TWEEDAAGS INTERNATIONAAL CONGRES TER ERE VAN DELFTSE HOOGLERAAR + KATALYSE BRACHT DE SCHEIKUNDE ENORME VOORUITGANG
Pensioen breekt aan voor prof.dr.ir. Herman van Bekkum
Scheikunde is leuk
De leermeester gaat met pensioen. Nog een jaar lang wikkelt prof.dr.ir. Herman van Bekkum lopende zaken af, maar daarna is het over en uit. Medewerkers van de vakgroep Organische Chemie en Katalyse van de faculteit Scheikunde aan de TU Delft organiseerden stiekem een tweedaags internationaal congres ter ere van de 65-jarige. Helaas belde een buitenlandse collega Van Bekkum op: ‘Hé Herman, natuurlijk kom ik!’ Scheikunde is leuk, maar zonder Van Bekkum iets minder.
‑ Erwin van den Brink ‑
De auteur is redacteur van de Ingenieur.
Een van zijn laatste publicaties verschijnt in een boek met de titel Heilig Vuur. Het gaat niet over scheikunde maar over wat wetenschappers drijft. Soms is een wetenschappelijke discipline niet meer dan een van de vele mogelijke uitwegen voor één enkele passie. In het geval van Herman van Bekkum lesgeven. ‘En onderzoek’, zegt hij er direct bij. De passies vonden hun uitweg via de organische scheikunde en de katalyse. Min of meer toeval, geeft hij toe. Het had ook natuurkunde kunnen zijn of een andere exacte studie. Van Bekkums scheikundeleraar aan de HBS maakte echter de meeste indruk, gewoon omdat hij zo’n leuke leraar was. Leuk. Dat woord gebruikt hij vaak.

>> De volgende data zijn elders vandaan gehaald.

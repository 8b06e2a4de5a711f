use crate::metrics_api::MetricInput;
use serde::{Deserialize, Serialize};

#[derive(Debug, Clone, Copy, Serialize, Deserialize, PartialEq, Eq, Hash)]
#[serde(rename_all = "kebab-case")]
pub enum FindingKind {
    HallucinatedDiagnosis,
    HallucinatedProcedure,
    FabricatedCitation,
    UnverifiedCitation,
    OffLabelProcedure,
    MissingRequestedProcedure,
}

impl FindingKind {
    pub fn as_str(&self) -> &'static str {
        match self {
            FindingKind::HallucinatedDiagnosis => "hallucinated-diagnosis",
            FindingKind::HallucinatedProcedure => "hallucinated-procedure",
            FindingKind::FabricatedCitation => "fabricated-citation",
            FindingKind::UnverifiedCitation => "unverified-citation",
            FindingKind::OffLabelProcedure => "off-label-procedure",
            FindingKind::MissingRequestedProcedure => "missing-requested-procedure",
        }
    }

    pub fn severity(&self) -> Severity {
        match self {
            FindingKind::HallucinatedDiagnosis
            | FindingKind::HallucinatedProcedure
            | FindingKind::FabricatedCitation
            | FindingKind::OffLabelProcedure => Severity::Critical,
            FindingKind::UnverifiedCitation | FindingKind::MissingRequestedProcedure => {
                Severity::Warning
            }
        }
    }
}

/// Ordered so that `max` picks the worst level.
#[derive(Debug, Clone, Copy, Serialize, Deserialize, PartialEq, Eq, PartialOrd, Ord, Hash)]
#[serde(rename_all = "snake_case")]
pub enum Severity {
    Safe,
    Warning,
    Critical,
}

impl Severity {
    pub fn as_str(&self) -> &'static str {
        match self {
            Severity::Safe => "safe",
            Severity::Warning => "warning",
            Severity::Critical => "critical",
        }
    }
}

#[derive(Debug, Clone, Serialize, Deserialize, PartialEq)]
pub struct SafetyFinding {
    pub kind: FindingKind,
    pub value: String,
    pub explanation: String,
}

impl SafetyFinding {
    pub fn new(kind: FindingKind, value: impl Into<String>, explanation: impl Into<String>) -> Self {
        Self {
            kind,
            value: value.into(),
            explanation: explanation.into(),
        }
    }
}

/// Result of a single detector.
#[derive(Debug, Clone, Default, PartialEq)]
pub struct CheckOutcome {
    pub passed: bool,
    pub findings: Vec<SafetyFinding>,
}

impl CheckOutcome {
    pub fn pass() -> Self {
        Self {
            passed: true,
            findings: vec![],
        }
    }
}

pub trait SafetyCheck: Send + Sync {
    fn name(&self) -> &'static str;
    fn check(&self, input: &MetricInput<'_>, known_sources: &[String]) -> CheckOutcome;
}

#[derive(Debug, Clone, Serialize, Deserialize, PartialEq)]
pub struct SafetyReport {
    pub passed: bool,
    pub severity: Severity,
    pub findings: Vec<SafetyFinding>,
}

impl Default for SafetyReport {
    fn default() -> Self {
        Self {
            passed: true,
            severity: Severity::Safe,
            findings: vec![],
        }
    }
}

impl SafetyReport {
    pub fn aggregate(outcomes: impl IntoIterator<Item = CheckOutcome>) -> Self {
        let mut passed = true;
        let mut findings = Vec::new();
        for o in outcomes {
            passed &= o.passed;
            findings.extend(o.findings);
        }
        let severity = findings
            .iter()
            .map(|f| f.kind.severity())
            .max()
            .unwrap_or(Severity::Safe);
        Self {
            passed,
            severity,
            findings,
        }
    }

    pub fn critical_count(&self) -> usize {
        self.findings
            .iter()
            .filter(|f| f.kind.severity() == Severity::Critical)
            .count()
    }
}

/// Runs every detector against one letter and merges the outcomes.
pub fn run_checks(
    checks: &[std::sync::Arc<dyn SafetyCheck>],
    input: &MetricInput<'_>,
    known_sources: &[String],
) -> SafetyReport {
    SafetyReport::aggregate(checks.iter().map(|c| {
        let outcome = c.check(input, known_sources);
        tracing::debug!(
            check = c.name(),
            passed = outcome.passed,
            findings = outcome.findings.len(),
            "safety check"
        );
        outcome
    }))
}

#[cfg(test)]
mod tests {
    use super::*;

    fn finding(kind: FindingKind) -> SafetyFinding {
        SafetyFinding::new(kind, "x", "test")
    }

    #[test]
    fn test_no_findings_is_safe() {
        let r = SafetyReport::aggregate(vec![CheckOutcome::pass(), CheckOutcome::pass()]);
        assert!(r.passed);
        assert_eq!(r.severity, Severity::Safe);
    }

    #[test]
    fn test_critical_dominates_warnings() {
        let warnings = CheckOutcome {
            passed: true,
            findings: vec![
                finding(FindingKind::UnverifiedCitation),
                finding(FindingKind::MissingRequestedProcedure),
                finding(FindingKind::UnverifiedCitation),
            ],
        };
        let critical = CheckOutcome {
            passed: false,
            findings: vec![finding(FindingKind::OffLabelProcedure)],
        };
        let r = SafetyReport::aggregate(vec![warnings, critical]);
        assert!(!r.passed);
        assert_eq!(r.severity, Severity::Critical);
        assert_eq!(r.critical_count(), 1);
    }

    #[test]
    fn test_warning_only_keeps_pass() {
        let r = SafetyReport::aggregate(vec![CheckOutcome {
            passed: true,
            findings: vec![finding(FindingKind::UnverifiedCitation)],
        }]);
        assert!(r.passed);
        assert_eq!(r.severity, Severity::Warning);
    }

    #[test]
    fn test_kind_wire_names() {
        let json = serde_json::to_string(&FindingKind::OffLabelProcedure).unwrap();
        assert_eq!(json, "\"off-label-procedure\"");
    }
}
use serde::{Deserialize, Serialize};

use crate::metrics_api::MetricResult;
use crate::safety::SafetyReport;

/// Golden fixture driving one letter generation. Read-only for the harness.
#[derive(Debug, Clone, Default, Serialize, Deserialize, PartialEq)]
pub struct TestCase {
    pub id: String,
    pub label: String,
    pub payer_id: String,
    pub profile: PatientProfile,
    #[serde(default, skip_serializing_if = "Option::is_none")]
    pub policy_criteria: Option<String>,
    #[serde(default)]
    pub expected_sections: Vec<String>,
    #[serde(default, skip_serializing_if = "Vec::is_empty")]
    pub known_sources: Vec<String>,
    #[serde(default = "default_active")]
    pub active: bool,
}

fn default_active() -> bool {
    true
}

impl TestCase {
    /// Diagnosis and procedure codes the letter is expected to carry.
    pub fn expected_codes(&self) -> Vec<String> {
        let mut out: Vec<String> = Vec::new();
        for c in self
            .profile
            .diagnosis_codes
            .iter()
            .chain(self.profile.procedure_codes.iter())
        {
            let c = normalize_code(c);
            if !c.is_empty() && !out.contains(&c) {
                out.push(c);
            }
        }
        out
    }
}

pub fn normalize_code(code: &str) -> String {
    code.trim().to_ascii_uppercase()
}

#[derive(Debug, Clone, Default, Serialize, Deserialize, PartialEq)]
pub struct PatientProfile {
    #[serde(default, skip_serializing_if = "Option::is_none")]
    pub patient_name: Option<String>,
    #[serde(default, skip_serializing_if = "Option::is_none")]
    pub mrn: Option<String>,
    #[serde(default, skip_serializing_if = "Option::is_none")]
    pub date_of_birth: Option<String>,

    #[serde(default)]
    pub problem_list: Vec<Problem>,
    #[serde(default)]
    pub therapy_history: Vec<String>,
    #[serde(default)]
    pub imaging: Vec<String>,
    #[serde(default)]
    pub medication_trials: Vec<String>,
    #[serde(default, skip_serializing_if = "Option::is_none")]
    pub coverage: Option<String>,
    #[serde(default)]
    pub procedure_codes: Vec<String>,
    #[serde(default)]
    pub diagnosis_codes: Vec<String>,
}

impl PatientProfile {
    /// Diagnosis codes the patient is known to carry: problem-list codes plus
    /// the explicit diagnosis list.
    pub fn known_diagnosis_codes(&self) -> Vec<String> {
        let mut out: Vec<String> = Vec::new();
        let problem_codes = self.problem_list.iter().filter_map(|p| p.code.as_deref());
        for c in problem_codes.chain(self.diagnosis_codes.iter().map(String::as_str)) {
            let c = normalize_code(c);
            if !c.is_empty() && !out.contains(&c) {
                out.push(c);
            }
        }
        out
    }

    pub fn requested_procedure_codes(&self) -> Vec<String> {
        let mut out: Vec<String> = Vec::new();
        for c in &self.procedure_codes {
            let c = normalize_code(c);
            if !c.is_empty() && !out.contains(&c) {
                out.push(c);
            }
        }
        out
    }
}

#[derive(Debug, Clone, Default, Serialize, Deserialize, PartialEq)]
pub struct Problem {
    #[serde(default, skip_serializing_if = "Option::is_none")]
    pub code: Option<String>,
    pub description: String,
}

/// The clinical subset of a profile sent to the generation endpoint.
/// Free-text identifiers (name, MRN, date of birth) never appear here.
#[derive(Debug, Clone, Serialize, PartialEq)]
pub struct ClinicalPacket<'a> {
    pub payer_id: &'a str,
    pub problem_list: &'a [Problem],
    pub therapy_history: &'a [String],
    pub imaging: &'a [String],
    pub medication_trials: &'a [String],
    #[serde(skip_serializing_if = "Option::is_none")]
    pub coverage: Option<&'a str>,
    pub procedure_codes: &'a [String],
    pub diagnosis_codes: &'a [String],
}

impl<'a> ClinicalPacket<'a> {
    pub fn from_case(tc: &'a TestCase) -> Self {
        let p = &tc.profile;
        Self {
            payer_id: &tc.payer_id,
            problem_list: &p.problem_list,
            therapy_history: &p.therapy_history,
            imaging: &p.imaging,
            medication_trials: &p.medication_trials,
            coverage: p.coverage.as_deref(),
            procedure_codes: &p.procedure_codes,
            diagnosis_codes: &p.diagnosis_codes,
        }
    }
}

#[derive(Debug, Clone, Copy, Serialize, Deserialize, PartialEq, Eq, Hash, Default)]
#[serde(rename_all = "snake_case")]
pub enum RunKind {
    #[default]
    Automated,
    Manual,
}

impl RunKind {
    pub fn as_str(&self) -> &'static str {
        match self {
            RunKind::Automated => "automated",
            RunKind::Manual => "manual",
        }
    }

    pub fn parse(s: &str) -> Option<Self> {
        match s {
            "automated" => Some(RunKind::Automated),
            "manual" => Some(RunKind::Manual),
            _ => None,
        }
    }
}

#[derive(Debug, Clone, Copy, Serialize, Deserialize, PartialEq, Eq, Hash)]
#[serde(rename_all = "snake_case")]
pub enum RunStatus {
    Running,
    Completed,
}

impl RunStatus {
    pub fn as_str(&self) -> &'static str {
        match self {
            RunStatus::Running => "running",
            RunStatus::Completed => "completed",
        }
    }

    pub fn parse(s: &str) -> Self {
        match s {
            "completed" => RunStatus::Completed,
            _ => RunStatus::Running,
        }
    }
}

#[derive(Debug, Clone, Serialize, Deserialize, PartialEq)]
pub struct ConfigSnapshot {
    pub endpoint: String,
    pub model: String,
    pub timestamp: String,
}

#[derive(Debug, Clone, Serialize, Deserialize, PartialEq)]
pub struct EvalRun {
    pub id: i64,
    pub name: String,
    pub kind: RunKind,
    pub model: String,
    pub config_snapshot: ConfigSnapshot,
    pub status: RunStatus,
    #[serde(default)]
    pub summary: Option<RunSummary>,
    pub created_at: String,
    #[serde(default)]
    pub completed_at: Option<String>,
}

/// Fields needed to open a run; the store assigns id, status and timestamps.
#[derive(Debug, Clone)]
pub struct NewRun {
    pub name: String,
    pub kind: RunKind,
    pub model: String,
    pub config_snapshot: ConfigSnapshot,
}

/// One scored outcome for one (run, test case) pair. Written once.
#[derive(Debug, Clone, Default, Serialize, Deserialize, PartialEq)]
pub struct EvalResult {
    #[serde(default)]
    pub id: Option<i64>,
    pub run_id: i64,
    pub test_case_id: String,
    pub generated_text: String,
    pub latency_ms: Option<u64>,
    pub coverage: Option<f64>,
    pub accuracy: Option<f64>,
    pub format: Option<f64>,
    pub completeness: Option<f64>,
    pub judge_score: Option<u8>,
    #[serde(default)]
    pub judge_rationale: Option<String>,
    #[serde(default)]
    pub judge_model: Option<String>,
    #[serde(default)]
    pub safety: Option<SafetyReport>,
    #[serde(default)]
    pub breakdown: Vec<MetricResult>,
}

pub const ERROR_MARKER: &str = "ERROR:";

impl EvalResult {
    pub fn error_row(run_id: i64, test_case_id: &str, error: &str) -> Self {
        Self {
            run_id,
            test_case_id: test_case_id.to_string(),
            generated_text: format!("{} {}", ERROR_MARKER, error),
            ..Default::default()
        }
    }

    pub fn is_error(&self) -> bool {
        self.generated_text.starts_with(ERROR_MARKER)
            && self.coverage.is_none()
            && self.accuracy.is_none()
    }
}

#[derive(Debug, Clone, Default, Serialize, Deserialize, PartialEq)]
pub struct RunSummary {
    pub total_cases: usize,
    pub completed_cases: usize,
    pub failed_cases: usize,
    #[serde(default)]
    pub lost_cases: usize,
    pub avg_coverage: f64,
    pub avg_accuracy: f64,
    pub avg_format: f64,
    pub avg_completeness: f64,
    pub avg_judge: f64,
    #[serde(default)]
    pub safety_failures: usize,
    #[serde(default)]
    pub critical_findings: usize,
}

/// Text returned by a generation or judge call, already normalized.
#[derive(Debug, Clone, Default, Serialize, Deserialize)]
pub struct LlmResponse {
    pub text: String,
    pub provider: String,
    pub model: String,
    #[serde(default)]
    pub meta: serde_json::Value,
}

#[derive(Debug, Clone, Serialize, Deserialize, PartialEq, Eq)]
pub struct ChatMessage {
    pub role: String,
    pub content: String,
}

impl ChatMessage {
    pub fn system(content: impl Into<String>) -> Self {
        Self {
            role: "system".into(),
            content: content.into(),
        }
    }

    pub fn user(content: impl Into<String>) -> Self {
        Self {
            role: "user".into(),
            content: content.into(),
        }
    }
}

#[derive(Debug, Clone, Serialize, Deserialize, PartialEq)]
pub struct SamplingOptions {
    pub temperature: f32,
    pub num_predict: u32,
}

#[derive(Debug, Clone, Serialize, Deserialize, PartialEq)]
pub struct ChatRequest {
    pub model: String,
    pub messages: Vec<ChatMessage>,
    pub options: SamplingOptions,
    pub stream: bool,
}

Dat Van Bekkum binnen het vak scheikunde voor katalyse koos, zal evenzeer toeval zijn geweest. Het was de tijd: Van Bekkum studeerde af in 1949. In die jaren kwamen organische chemie en de katalyse op met het in zwang raken van kunststoffen. Met name het aantal toepassingen van katalysatoren is inmiddels ontelbaar en varieert van de uitlaatkatalysator tot zeoliet in wasmiddelen.
Een huwelijksmakelaar is dé manier om een chemische reactie te bewerkstelligen. Shokubai is het Japans woord voor huwelijksmakelaar en voor katalysator. Van Bekkum: ‘Chemische processen zijn enorm verbeterd doordat we er in geslaagd zijn katalysatoren veel en veel selectiever te maken en we katalysatoren ontwikkelen die ofwel heel lang werken ofwel geregenereerd kunnen worden.’
Katalyse heeft vooral een grote toekomst in de fijnchemie (reuk‑ en smaakstoffen, farmacie, agrochemicaliën, anti‑oxidanten om bijvoorbeeld kunststoffen te verduurzamen en dergelijke), wat echter meer afval oplevert dan producten. ‘Daar zie je een golf van research en de procesverbeteringen zijn enorm.’
Van Bekkum, tevens lid van de KNAW, vecht tegen het nog steeds ondergeschoven imago van scheikunde en kreeg voor zijn didactische en promotionele werk de Delftse Leermeesterprijs. ‘Een gemiddelde vwo‑leraar kan dat imago bij zijn leerlingen niet in zijn eentje wegwerken.’ De hoogleraar begon daarom een ondersteunend project om middelbare scholieren te laten zien ‘hoe leuk chemie is’. Hij zorgt dat grote fabrikanten als Unilever en Akzo Nobel gratis zeolietmonsters ter beschikking stellen en scholieren mogen dan thuis de hoeveelheid zeoliet in het waspoeder bepalen. In feite bootst dit proefje het wasproces na: het zeoliet NaA wisselt Natrium kationen (Na+) uit met in het waswater opgeloste calcium kationen (Ca2+). Het zeoliet vervangt daarmee het milieubelastende fosfaat als waterontharder.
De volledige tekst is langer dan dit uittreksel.